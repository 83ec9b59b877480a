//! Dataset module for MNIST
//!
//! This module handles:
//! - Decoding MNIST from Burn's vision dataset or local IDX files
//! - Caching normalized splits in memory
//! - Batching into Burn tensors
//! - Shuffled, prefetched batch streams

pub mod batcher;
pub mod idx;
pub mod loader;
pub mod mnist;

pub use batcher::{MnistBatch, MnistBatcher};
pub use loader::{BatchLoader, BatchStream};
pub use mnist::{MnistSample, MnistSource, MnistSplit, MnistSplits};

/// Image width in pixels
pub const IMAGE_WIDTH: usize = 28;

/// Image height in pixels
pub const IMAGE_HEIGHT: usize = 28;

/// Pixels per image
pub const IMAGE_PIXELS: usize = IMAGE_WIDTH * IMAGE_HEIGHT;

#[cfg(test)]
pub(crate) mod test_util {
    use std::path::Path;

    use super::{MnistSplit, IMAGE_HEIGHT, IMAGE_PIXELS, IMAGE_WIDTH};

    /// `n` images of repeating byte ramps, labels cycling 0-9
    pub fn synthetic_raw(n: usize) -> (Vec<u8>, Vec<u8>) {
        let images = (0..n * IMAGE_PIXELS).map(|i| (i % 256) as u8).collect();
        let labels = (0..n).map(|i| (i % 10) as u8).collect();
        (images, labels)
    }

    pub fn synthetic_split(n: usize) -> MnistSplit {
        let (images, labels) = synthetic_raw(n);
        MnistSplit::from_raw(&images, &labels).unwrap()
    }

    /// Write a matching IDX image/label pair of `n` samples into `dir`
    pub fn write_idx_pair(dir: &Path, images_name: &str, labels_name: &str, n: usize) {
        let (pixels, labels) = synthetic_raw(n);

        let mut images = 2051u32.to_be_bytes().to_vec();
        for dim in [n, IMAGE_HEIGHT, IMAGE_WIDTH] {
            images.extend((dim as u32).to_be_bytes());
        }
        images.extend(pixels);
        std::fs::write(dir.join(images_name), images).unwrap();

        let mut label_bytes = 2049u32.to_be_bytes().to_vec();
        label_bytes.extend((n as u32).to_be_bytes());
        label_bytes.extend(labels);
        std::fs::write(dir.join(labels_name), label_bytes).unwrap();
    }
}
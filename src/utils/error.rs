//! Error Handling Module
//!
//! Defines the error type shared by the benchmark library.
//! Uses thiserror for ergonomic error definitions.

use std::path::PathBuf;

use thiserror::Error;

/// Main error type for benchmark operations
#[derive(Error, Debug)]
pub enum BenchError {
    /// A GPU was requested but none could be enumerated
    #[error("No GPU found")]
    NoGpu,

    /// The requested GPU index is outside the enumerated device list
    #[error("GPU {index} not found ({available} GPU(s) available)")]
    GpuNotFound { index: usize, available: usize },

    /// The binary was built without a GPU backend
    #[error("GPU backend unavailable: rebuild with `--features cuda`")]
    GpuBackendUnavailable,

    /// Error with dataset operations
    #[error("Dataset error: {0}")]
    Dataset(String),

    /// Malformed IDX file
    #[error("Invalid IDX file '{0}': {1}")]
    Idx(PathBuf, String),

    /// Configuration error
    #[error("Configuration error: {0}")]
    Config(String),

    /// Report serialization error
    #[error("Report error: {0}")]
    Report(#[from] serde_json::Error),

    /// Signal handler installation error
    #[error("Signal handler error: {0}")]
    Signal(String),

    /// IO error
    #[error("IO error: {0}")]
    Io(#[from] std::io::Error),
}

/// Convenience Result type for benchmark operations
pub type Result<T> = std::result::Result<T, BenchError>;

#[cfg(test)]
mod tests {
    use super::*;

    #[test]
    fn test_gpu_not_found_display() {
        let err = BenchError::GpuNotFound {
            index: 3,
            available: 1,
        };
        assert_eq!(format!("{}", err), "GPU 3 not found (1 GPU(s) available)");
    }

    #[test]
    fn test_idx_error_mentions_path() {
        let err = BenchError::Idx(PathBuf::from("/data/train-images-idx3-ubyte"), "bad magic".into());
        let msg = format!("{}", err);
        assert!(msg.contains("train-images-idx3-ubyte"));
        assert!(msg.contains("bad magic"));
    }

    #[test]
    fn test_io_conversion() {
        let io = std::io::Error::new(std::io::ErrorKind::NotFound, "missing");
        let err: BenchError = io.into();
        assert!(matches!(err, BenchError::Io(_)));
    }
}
========================
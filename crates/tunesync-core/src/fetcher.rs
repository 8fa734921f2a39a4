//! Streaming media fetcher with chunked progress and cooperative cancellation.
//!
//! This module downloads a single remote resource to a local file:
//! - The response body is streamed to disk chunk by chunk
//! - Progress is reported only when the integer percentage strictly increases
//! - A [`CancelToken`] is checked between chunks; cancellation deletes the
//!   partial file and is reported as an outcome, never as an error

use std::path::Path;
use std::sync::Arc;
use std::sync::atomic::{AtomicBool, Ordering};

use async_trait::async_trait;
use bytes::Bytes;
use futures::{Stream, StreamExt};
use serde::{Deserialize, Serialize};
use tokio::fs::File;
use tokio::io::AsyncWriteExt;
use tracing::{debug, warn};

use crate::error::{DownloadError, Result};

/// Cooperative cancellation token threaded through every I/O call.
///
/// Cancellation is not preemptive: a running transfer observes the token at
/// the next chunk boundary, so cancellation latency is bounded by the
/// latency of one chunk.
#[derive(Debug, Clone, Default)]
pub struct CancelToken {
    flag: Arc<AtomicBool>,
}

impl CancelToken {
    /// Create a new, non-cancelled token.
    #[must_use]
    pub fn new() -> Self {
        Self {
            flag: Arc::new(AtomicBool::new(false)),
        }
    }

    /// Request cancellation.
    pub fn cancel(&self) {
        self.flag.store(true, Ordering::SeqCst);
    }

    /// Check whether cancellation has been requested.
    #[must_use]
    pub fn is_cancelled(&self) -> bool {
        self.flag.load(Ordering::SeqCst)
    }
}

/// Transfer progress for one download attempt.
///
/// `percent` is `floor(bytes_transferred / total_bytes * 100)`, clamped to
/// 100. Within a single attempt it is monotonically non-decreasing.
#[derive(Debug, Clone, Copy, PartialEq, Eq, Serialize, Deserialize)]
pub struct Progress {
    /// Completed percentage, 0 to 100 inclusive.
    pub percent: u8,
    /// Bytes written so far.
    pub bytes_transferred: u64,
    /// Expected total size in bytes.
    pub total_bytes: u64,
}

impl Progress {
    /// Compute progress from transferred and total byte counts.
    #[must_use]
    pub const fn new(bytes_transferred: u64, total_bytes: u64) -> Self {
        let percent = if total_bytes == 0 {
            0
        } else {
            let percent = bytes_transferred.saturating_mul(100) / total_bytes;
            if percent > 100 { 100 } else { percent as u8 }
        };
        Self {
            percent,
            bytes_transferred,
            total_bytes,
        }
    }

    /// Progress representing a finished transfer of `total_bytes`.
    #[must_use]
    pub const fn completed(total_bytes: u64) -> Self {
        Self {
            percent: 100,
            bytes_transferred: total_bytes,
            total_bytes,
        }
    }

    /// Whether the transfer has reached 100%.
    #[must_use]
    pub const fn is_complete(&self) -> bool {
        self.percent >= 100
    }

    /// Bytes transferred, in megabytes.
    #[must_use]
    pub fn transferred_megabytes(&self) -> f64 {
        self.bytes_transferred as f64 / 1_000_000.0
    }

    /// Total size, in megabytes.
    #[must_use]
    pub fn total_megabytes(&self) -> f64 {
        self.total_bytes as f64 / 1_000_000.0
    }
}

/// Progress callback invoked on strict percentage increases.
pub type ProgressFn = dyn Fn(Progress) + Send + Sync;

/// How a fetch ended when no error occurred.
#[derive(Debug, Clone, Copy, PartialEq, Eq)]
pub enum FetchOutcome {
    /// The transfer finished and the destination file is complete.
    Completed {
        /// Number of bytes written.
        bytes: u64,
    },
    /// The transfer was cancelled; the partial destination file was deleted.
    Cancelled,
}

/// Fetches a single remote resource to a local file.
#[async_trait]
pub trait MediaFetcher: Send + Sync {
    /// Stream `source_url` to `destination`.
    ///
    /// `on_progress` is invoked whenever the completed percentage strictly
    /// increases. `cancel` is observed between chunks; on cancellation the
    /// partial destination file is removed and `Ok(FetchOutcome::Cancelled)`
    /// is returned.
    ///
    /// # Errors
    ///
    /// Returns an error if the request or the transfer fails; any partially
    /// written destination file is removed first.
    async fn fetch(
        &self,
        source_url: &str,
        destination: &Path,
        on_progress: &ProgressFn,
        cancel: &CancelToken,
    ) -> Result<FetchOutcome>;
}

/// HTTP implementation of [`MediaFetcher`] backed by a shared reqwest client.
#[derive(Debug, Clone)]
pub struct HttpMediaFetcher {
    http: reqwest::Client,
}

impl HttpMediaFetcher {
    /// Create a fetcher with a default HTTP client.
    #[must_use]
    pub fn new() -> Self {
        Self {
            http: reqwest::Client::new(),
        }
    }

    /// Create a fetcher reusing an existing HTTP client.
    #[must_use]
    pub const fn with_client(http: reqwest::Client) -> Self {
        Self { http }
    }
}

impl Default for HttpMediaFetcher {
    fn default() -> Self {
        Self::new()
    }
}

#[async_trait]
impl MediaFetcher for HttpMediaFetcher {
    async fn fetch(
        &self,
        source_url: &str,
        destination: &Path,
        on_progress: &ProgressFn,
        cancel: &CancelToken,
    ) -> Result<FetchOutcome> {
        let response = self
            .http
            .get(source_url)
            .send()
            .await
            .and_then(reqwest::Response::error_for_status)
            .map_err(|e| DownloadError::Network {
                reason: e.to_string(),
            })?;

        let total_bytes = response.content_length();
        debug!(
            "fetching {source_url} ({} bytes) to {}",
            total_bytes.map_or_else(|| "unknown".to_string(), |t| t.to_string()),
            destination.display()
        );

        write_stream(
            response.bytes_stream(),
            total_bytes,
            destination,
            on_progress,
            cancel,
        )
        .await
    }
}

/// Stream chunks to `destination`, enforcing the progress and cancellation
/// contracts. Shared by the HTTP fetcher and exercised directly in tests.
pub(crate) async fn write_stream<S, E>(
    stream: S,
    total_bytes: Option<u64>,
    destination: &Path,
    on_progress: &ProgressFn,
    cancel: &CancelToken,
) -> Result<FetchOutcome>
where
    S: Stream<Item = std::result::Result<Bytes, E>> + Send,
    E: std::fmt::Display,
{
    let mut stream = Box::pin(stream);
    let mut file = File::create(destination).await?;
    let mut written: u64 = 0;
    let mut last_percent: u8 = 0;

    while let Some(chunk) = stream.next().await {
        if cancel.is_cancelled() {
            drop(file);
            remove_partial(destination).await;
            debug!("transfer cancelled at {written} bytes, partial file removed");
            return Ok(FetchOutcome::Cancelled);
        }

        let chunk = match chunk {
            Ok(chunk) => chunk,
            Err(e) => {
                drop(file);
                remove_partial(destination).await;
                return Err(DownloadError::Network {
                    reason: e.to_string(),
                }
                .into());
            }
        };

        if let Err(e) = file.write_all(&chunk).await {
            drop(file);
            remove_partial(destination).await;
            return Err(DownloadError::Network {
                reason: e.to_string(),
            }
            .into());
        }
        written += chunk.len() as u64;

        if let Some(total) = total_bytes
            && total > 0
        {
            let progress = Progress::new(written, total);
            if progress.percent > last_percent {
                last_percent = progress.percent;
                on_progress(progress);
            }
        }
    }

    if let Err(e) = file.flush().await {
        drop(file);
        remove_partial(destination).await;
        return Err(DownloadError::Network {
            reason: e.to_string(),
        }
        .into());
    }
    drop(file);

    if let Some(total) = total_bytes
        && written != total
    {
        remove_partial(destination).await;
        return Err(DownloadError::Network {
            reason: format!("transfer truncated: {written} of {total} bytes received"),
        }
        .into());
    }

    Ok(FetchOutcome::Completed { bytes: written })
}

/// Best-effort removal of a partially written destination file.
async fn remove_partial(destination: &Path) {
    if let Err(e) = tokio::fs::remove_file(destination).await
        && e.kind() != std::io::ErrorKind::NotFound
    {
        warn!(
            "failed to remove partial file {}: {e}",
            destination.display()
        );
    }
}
========================
» Work item
Find the lines of the listing above that hold "PathBuf". Please copy them.

» Written solution
use std::path::PathBuf;
    Idx(PathBuf, String),
        let err = BenchError::Idx(PathBuf::from("/data/train-images-idx3-ubyte"), "bad magic".into());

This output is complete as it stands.